- **Work item**:
Every entry must be copied word for word.

(Records from a data source)
- - - - - - -

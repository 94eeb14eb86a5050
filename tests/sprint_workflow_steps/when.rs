//! When steps for sprint workflow BDD scenarios.

use super::world::{SprintWorld, run_async};
use rstest_bdd_macros::when;
use taskboard::tracker::{domain::WorkflowStatus, services::UpdateStoryRequest};

#[when(r#"sprint "{name}" is started"#)]
fn start_sprint(world: &mut SprintWorld, name: String) -> Result<(), eyre::Report> {
    let id = world.sprint_id(&name)?;
    let result = run_async(world.service.start_sprint(id));
    if let Ok(ref started) = result {
        world.sprints.insert(name, started.clone());
    }
    world.last_outcome = Some(result.map(|_| ()));
    Ok(())
}

#[when(r#"sprint "{name}" is closed"#)]
fn close_sprint(world: &mut SprintWorld, name: String) -> Result<(), eyre::Report> {
    let id = world.sprint_id(&name)?;
    let result = run_async(world.service.close_sprint(id));
    if let Ok(ref closed) = result {
        world.sprints.insert(name, closed.clone());
    }
    world.last_outcome = Some(result.map(|_| ()));
    Ok(())
}

#[when(r#"the story is assigned to sprint "{name}""#)]
fn assign_story(world: &mut SprintWorld, name: String) -> Result<(), eyre::Report> {
    let sprint = world.sprint_id(&name)?;
    let story = world.story_id()?;
    let result = run_async(world.service.assign_story_to_sprint(story, sprint));
    world.last_outcome = Some(result.map(|_| ()));
    Ok(())
}

#[when(r#"the story is moved to "{status}""#)]
fn move_story(world: &mut SprintWorld, status: String) -> Result<(), eyre::Report> {
    let target = WorkflowStatus::try_from(status.as_str())
        .map_err(|err| eyre::eyre!("invalid status in scenario: {err}"))?;
    let story = world.story_id()?;

    let result = run_async(
        world
            .service
            .update_story(story, UpdateStoryRequest::default().with_status(target)),
    );
    if let Ok(ref updated) = result {
        world.story = Some(updated.clone());
    }
    world.last_outcome = Some(result.map(|_| ()));
    Ok(())
}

- - - - - - -

- **Task response**:
repository 94eeb14eb86a5050
filename tests/sprint_workflow_steps/when.rs
//! When steps for sprint workflow BDD scenarios.

use super::world::{SprintWorld, run_async};
use rstest_bdd_macros::when;
use taskboard::tracker::{domain::WorkflowStatus, services::UpdateStoryRequest};

#[when(r#"sprint "{name}" is started"#)]
fn start_sprint(world: &mut SprintWorld, name: String) -> Result<(), eyre::Report> {
    let id = world.sprint_id(&name)?;
    let result = run_async(world.service.start_sprint(id));
    if let Ok(ref started) = result {
        world.sprints.insert(name, started.clone());
    }
    world.last_outcome = Some(result.map(|_| ()));
    Ok(())
}

#[when(r#"sprint "{name}" is closed"#)]
fn close_sprint(world: &mut SprintWorld, name: String) -> Result<(), eyre::Report> {
    let id = world.sprint_id(&name)?;
    let result = run_async(world.service.close_sprint(id));
    if let Ok(ref closed) = result {
        world.sprints.insert(name, closed.clone());
    }
    world.last_outcome = Some(result.map(|_| ()));
    Ok(())
}

#[when(r#"the story is assigned to sprint "{name}""#)]
fn assign_story(world: &mut SprintWorld, name: String) -> Result<(), eyre::Report> {
    let sprint = world.sprint_id(&name)?;
    let story = world.story_id()?;
    let result = run_async(world.service.assign_story_to_sprint(story, sprint));
    world.last_outcome = Some(result.map(|_| ()));
    Ok(())
}

#[when(r#"the story is moved to "{status}""#)]
fn move_story(world: &mut SprintWorld, status: String) -> Result<(), eyre::Report> {
    let target = WorkflowStatus::try_from(status.as_str())
        .map_err(|err| eyre::eyre!("invalid status in scenario: {err}"))?;
    let story = world.story_id()?;

    let result = run_async(
        world
            .service
            .update_story(story, UpdateStoryRequest::default().with_status(target)),
    );
    if let Ok(ref updated) = result {
        world.story = Some(updated.clone());
    }
    world.last_outcome = Some(result.map(|_| ()));
    Ok(())
}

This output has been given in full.